> Problem to solve: Reproduce each record below exactly as written.

> Provided material:
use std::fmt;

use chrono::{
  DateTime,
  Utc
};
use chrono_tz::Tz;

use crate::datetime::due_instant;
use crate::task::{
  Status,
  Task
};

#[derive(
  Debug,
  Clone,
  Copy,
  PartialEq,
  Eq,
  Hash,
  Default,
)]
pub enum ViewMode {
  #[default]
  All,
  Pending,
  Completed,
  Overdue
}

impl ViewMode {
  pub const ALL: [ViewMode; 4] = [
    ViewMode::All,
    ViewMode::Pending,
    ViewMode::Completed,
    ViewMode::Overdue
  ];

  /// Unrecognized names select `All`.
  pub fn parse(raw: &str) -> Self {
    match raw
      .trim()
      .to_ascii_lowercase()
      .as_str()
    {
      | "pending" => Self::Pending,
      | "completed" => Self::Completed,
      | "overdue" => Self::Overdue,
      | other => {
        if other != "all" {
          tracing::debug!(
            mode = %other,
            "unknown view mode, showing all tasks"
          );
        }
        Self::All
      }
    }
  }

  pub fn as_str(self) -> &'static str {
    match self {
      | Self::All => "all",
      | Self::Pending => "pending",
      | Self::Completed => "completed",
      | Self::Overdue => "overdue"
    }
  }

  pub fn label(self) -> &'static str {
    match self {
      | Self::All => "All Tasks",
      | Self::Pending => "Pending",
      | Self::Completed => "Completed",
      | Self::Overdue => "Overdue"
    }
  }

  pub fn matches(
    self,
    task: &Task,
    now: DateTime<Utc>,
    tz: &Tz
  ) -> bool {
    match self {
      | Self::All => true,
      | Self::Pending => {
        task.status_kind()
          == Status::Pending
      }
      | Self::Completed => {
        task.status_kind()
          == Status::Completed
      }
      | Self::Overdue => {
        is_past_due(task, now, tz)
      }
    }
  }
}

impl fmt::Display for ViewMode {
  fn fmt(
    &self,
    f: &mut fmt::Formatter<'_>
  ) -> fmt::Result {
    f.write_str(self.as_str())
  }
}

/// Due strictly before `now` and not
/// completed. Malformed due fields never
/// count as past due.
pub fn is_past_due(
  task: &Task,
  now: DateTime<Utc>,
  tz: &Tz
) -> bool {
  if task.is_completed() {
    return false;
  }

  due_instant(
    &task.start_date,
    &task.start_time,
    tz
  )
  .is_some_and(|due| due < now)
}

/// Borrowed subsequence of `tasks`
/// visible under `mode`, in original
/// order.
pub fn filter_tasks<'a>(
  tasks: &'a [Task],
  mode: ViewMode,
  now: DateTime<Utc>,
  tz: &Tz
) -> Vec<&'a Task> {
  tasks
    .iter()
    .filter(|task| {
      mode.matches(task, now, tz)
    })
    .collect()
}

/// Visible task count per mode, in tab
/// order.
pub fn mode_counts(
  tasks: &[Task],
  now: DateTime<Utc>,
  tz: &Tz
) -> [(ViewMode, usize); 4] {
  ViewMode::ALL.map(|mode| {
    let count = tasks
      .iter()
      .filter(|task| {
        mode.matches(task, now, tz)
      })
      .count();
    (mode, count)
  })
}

> Response to the task:
use std::fmt;

use chrono::{
  DateTime,
  Utc
};
use chrono_tz::Tz;

use crate::datetime::due_instant;
use crate::task::{
  Status,
  Task
};

#[derive(
  Debug,
  Clone,
  Copy,
  PartialEq,
  Eq,
  Hash,
  Default,
)]
pub enum ViewMode {
  #[default]
  All,
  Pending,
  Completed,
  Overdue
}

impl ViewMode {
  pub const ALL: [ViewMode; 4] = [
    ViewMode::All,
    ViewMode::Pending,
    ViewMode::Completed,
    ViewMode::Overdue
  ];

  /// Unrecognized names select `All`.
  pub fn parse(raw: &str) -> Self {
    match raw
      .trim()
      .to_ascii_lowercase()
      .as_str()
    {
      | "pending" => Self::Pending,
      | "completed" => Self::Completed,
      | "overdue" => Self::Overdue,
      | other => {
        if other != "all" {
          tracing::debug!(
            mode = %other,
            "unknown view mode, showing all tasks"
          );
        }
        Self::All
      }
    }
  }

  pub fn as_str(self) -> &'static str {
    match self {
      | Self::All => "all",
      | Self::Pending => "pending",
      | Self::Completed => "completed",
      | Self::Overdue => "overdue"
    }
  }

  pub fn label(self) -> &'static str {
    match self {
      | Self::All => "All Tasks",
      | Self::Pending => "Pending",
      | Self::Completed => "Completed",
      | Self::Overdue => "Overdue"
    }
  }

  pub fn matches(
    self,
    task: &Task,
    now: DateTime<Utc>,
    tz: &Tz
  ) -> bool {
    match self {
      | Self::All => true,
      | Self::Pending => {
        task.status_kind()
          == Status::Pending
      }
      | Self::Completed => {
        task.status_kind()
          == Status::Completed
      }
      | Self::Overdue => {
        is_past_due(task, now, tz)
      }
    }
  }
}

impl fmt::Display for ViewMode {
  fn fmt(
    &self,
    f: &mut fmt::Formatter<'_>
  ) -> fmt::Result {
    f.write_str(self.as_str())
  }
}

/// Due strictly before `now` and not
/// completed. Malformed due fields never
/// count as past due.
pub fn is_past_due(
  task: &Task,
  now: DateTime<Utc>,
  tz: &Tz
) -> bool {
  if task.is_completed() {
    return false;
  }

  due_instant(
    &task.start_date,
    &task.start_time,
    tz
  )
  .is_some_and(|due| due < now)
}

/// Borrowed subsequence of `tasks`
/// visible under `mode`, in original
/// order.
pub fn filter_tasks<'a>(
  tasks: &'a [Task],
  mode: ViewMode,
  now: DateTime<Utc>,
  tz: &Tz
) -> Vec<&'a Task> {
  tasks
    .iter()
    .filter(|task| {
      mode.matches(task, now, tz)
    })
    .collect()
}

/// Visible task count per mode, in tab
/// order.
pub fn mode_counts(
  tasks: &[Task],
  now: DateTime<Utc>,
  tz: &Tz
) -> [(ViewMode, usize); 4] {
  ViewMode::ALL.map(|mode| {
    let count = tasks
      .iter()
      .filter(|task| {
        mode.matches(task, now, tz)
      })
      .count();
    (mode, count)
  })
}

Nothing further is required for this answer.